Referring first to 3A, in one aspect of the illustrated embodiment,
each of the coin carriers 110 can be identical, or at least
substantially identical, to each other. The carriers 110 can be
manufactured from ultra-high molecular weight (UHMW) polyethylene,
such as black or dark-colored polyethylene, to provide visual
contrast between the coins and the coin carriers 110 and facilitate
effective imaging by the first coin sensor 132. Moreover, the use
of UHMW polyethylene reduces friction between the coin carriers 110
and the mounting plate 104 and enables smooth operation of the coin
conveyor 108 as it circulates about the first and second sprocket
assemblies 116.
[0032] Referring next to FIG. 3B, in one embodiment the coin pocket
112 can be sized to receive and carry the range of valued coins
from the smallest desired coin, such as a U.S. dime, to the largest
desired coin, such as a U.S. 50 piece. Additionally, although the
coin pocket 112 can be generally round, the outer wall of the coin
pocket 112 can include a coin stabilizing feature along a bottom
portion thereof, such as a ridge 330 that supports the coin 114 at
two points and generally prevents the coin from rocking as it moves
past the respective coin sensors.
[0033] Referring to FIGS. 3A and 3B together, each coin carrier 110
(e.g., the first coin carrier 110a) interconnects with an adjacent
coin carrier 110 (e.g., the second coin carrier 110b) by means of a
cylindrical protrusion or boss 332 that, in the illustrated
embodiment, extends toward the back side of the apparatus 100. For
example, the boss 332 on the first coin carrier 110a is rotatably
received in a corresponding bore 334 in the second coin carrier
110b. The coin plunger 128 includes a stem 336 extending rearward
from a circular head portion 354. The stem 336 slidably extends
through a central first bore 338 in the boss 332. The plunger
assembly 320 further includes a biasing member 348 (e.g., a coil
spring) operably disposed around the stem 336 and within a
cylindrical cap 340. The cap 340 is slidably disposed within a
second bore 339 in the boss 332, and compresses the biasing member
348 against a rear surface of the first coin carrier 110a adjacent
the first bore 338. The cap 340 is held in place by a keeper 342
(e.g., a flat washer or similar annular member) that is retained by
a clip 344 (e.g., a circlip) that is received in a groove 346
formed circumferentially in a distal end portion 350 of the stem
336. As these views illustrate, in the illustrated embodiment the
adjacent coin carriers 110 are held in pivotal connection by
alignment of the adjacent guide flanges 220 in the slots 222 in the
mounting plate 104 (FIG. 2B).
[0034] As shown in FIG. 3B, compressing the biasing member 348
against the cap 340 biases the outer edge of the plunger head 354
against a beveled seat 352 in the first coin carrier 110a.
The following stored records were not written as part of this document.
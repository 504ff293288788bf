//! Search suggestions — debounced title lookups.
//!
//! DESIGN
//! ======
//! Each call takes a ticket from a shared counter, sleeps the debounce
//! interval, and only searches if no newer call has arrived. The ticket is
//! checked again after the search so a slow response for an old query never
//! replaces the answer for a newer one. A superseded call returns `None`;
//! the caller keeps whatever it showed last.

use std::collections::HashSet;
use std::sync::Arc;
use std::sync::atomic::{AtomicU64, Ordering};
use std::time::Duration;

use serde::Serialize;
use tracing::{debug, warn};

use crate::error::ErrorCode;
use crate::state::{FallbackKind, FallbackStats};
use crate::tmdb::{Movie, MovieCatalog};

pub const MIN_QUERY_LEN: usize = 2;
pub const MAX_SUGGESTIONS: usize = 8;

#[derive(Debug, Clone, PartialEq, Eq, Serialize)]
pub struct Suggestion {
    pub id: u64,
    pub title: String,
    pub year: String,
    pub poster_path: Option<String>,
}

impl From<&Movie> for Suggestion {
    fn from(movie: &Movie) -> Self {
        Self {
            id: movie.id,
            title: movie.title.clone(),
            year: movie.release_year().to_string(),
            poster_path: movie.poster_path.clone(),
        }
    }
}

#[derive(Clone)]
pub struct SuggestionService {
    catalog: Arc<dyn MovieCatalog>,
    debounce: Duration,
    fallbacks: FallbackStats,
    latest: Arc<AtomicU64>,
}

impl SuggestionService {
    #[must_use]
    pub fn new(catalog: Arc<dyn MovieCatalog>, debounce: Duration, fallbacks: FallbackStats) -> Self {
        Self { catalog, debounce, fallbacks, latest: Arc::new(AtomicU64::new(0)) }
    }

    /// Suggestions for `query`, or `None` if a newer query superseded it.
    pub async fn suggest(&self, query: &str) -> Option<Vec<Suggestion>> {
        let ticket = self.latest.fetch_add(1, Ordering::SeqCst) + 1;
        let query = query.trim();
        if query.chars().count() < MIN_QUERY_LEN {
            return Some(Vec::new());
        }

        tokio::time::sleep(self.debounce).await;
        if !self.is_latest(ticket) {
            debug!(query, "suggestion query superseded before search");
            return None;
        }

        let suggestions = match self.catalog.search(query, 1).await {
            Ok(page) => dedup_titles(&page.results),
            Err(e) => {
                warn!(query, error = %e, code = e.error_code(), "suggestion search failed");
                self.fallbacks.record(FallbackKind::Search);
                Vec::new()
            }
        };

        if !self.is_latest(ticket) {
            debug!(query, "suggestion results superseded");
            return None;
        }
        Some(suggestions)
    }

    fn is_latest(&self, ticket: u64) -> bool {
        self.latest.load(Ordering::SeqCst) == ticket
    }
}

/// First `MAX_SUGGESTIONS` movies with distinct titles, ignoring case.
fn dedup_titles(movies: &[Movie]) -> Vec<Suggestion> {
    let mut seen = HashSet::new();
    movies
        .iter()
        .filter(|m| !m.title.trim().is_empty())
        .filter(|m| seen.insert(m.title.trim().to_lowercase()))
        .take(MAX_SUGGESTIONS)
        .map(Suggestion::from)
        .collect()
}

#[cfg(test)]
#[path = "suggestions_test.rs"]
mod tests;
When
biased in this manner, the forward-facing surface of the plunger
head 354 remains generally flush with the adjacent surface of the
coin pocket 112. As shown in FIG. 3C, however, when a force is
applied to the distal end portion 350 of the plunger 128 in a
direction F (via, for example, one of the actuators 130 (FIG. 1B)),
the force compresses the cap 340 against the biasing member 348 and
momentarily drives the plunger head 354 outwardly, away from the
seat 352. This action knocks any coin residing in the coin pocket
112 out of the pocket 112. Upon removal of the force, the biasing
member 348 immediately drives the plunger head 354 back against its
seat 352 so that the coin pocket 112 can receive another coin as it
circulates through the coin hopper 102.
[0035] FIG. 4 is a rear isometric view of the apparatus 100
configured in accordance with an embodiment of the present
technology. In the illustrated embodiment, a motor 460 (e.g., an
electric motor) is mounted to the back side of the mounting plate
104 and operably coupled to a first pulley 490a (e.g., a toothed
pulley) by a drive shaft (not shown in FIG. 4). In some
embodiments, the motor 460 can be a 12 or 24 VDC gear motor
(bidirectional), having an output shaft capable of, for example,
approximately 40 in/lbs torque and 65 or more RPM at 100% PWM. Such
motors are commercially available from, for example, the Crouzet
corporation. The first pulley 490a is coupled to a second pulley
490b (also not shown in FIG. 4) by a drive member 464. In the
illustrated embodiment, the drive member 464 is a flexible timing
belt, such as a toothed belt of reinforced rubber construction. In
other embodiments, other types of suitable drive members known in
the art (e.g., chains, gears, etc.) can be used to couple the first
and second pulleys 490 together. Such drive members can provide a
"timing" function via gear teeth, belt teeth, etc. so that the
first and second pulleys 490 move in unison and/or are
synchronized.
[0036] In operation, the motor 460 rotates the first pulley 490a,
which in turn rotates the second pulley 490b via the drive member
464. As described in greater detail below with reference to FIGS. 5
and 6, each pulley 490a, b is part of the corresponding sprocket
assembly 116a, b (FIG. 1A), so that rotation of the pulleys 490 via
the motor 460 rotates the sprocket assemblies 116 and drives the
coin conveyor 108 along its operational path. The motor 460 can
include an encoder 462 (e.g., an incremental rotary encoder, such
as P/N HEDM-5600 B13, from Avago Technologies of 350 West Trimble
Road, San Jose, Calif. 95131). As known to those of ordinary skill
in the art, the encoder 462 can provide an electrical signal that
can be used to monitor and/or control the speed and/or position of
the motor drive shaft. Accordingly, the encoder 462 can monitor the
speed, position, and/or other operational parameters of the motor
output and make adjustments if necessary to maintain or provide
desired movement of the coin conveyor 108 (FIG. 1A).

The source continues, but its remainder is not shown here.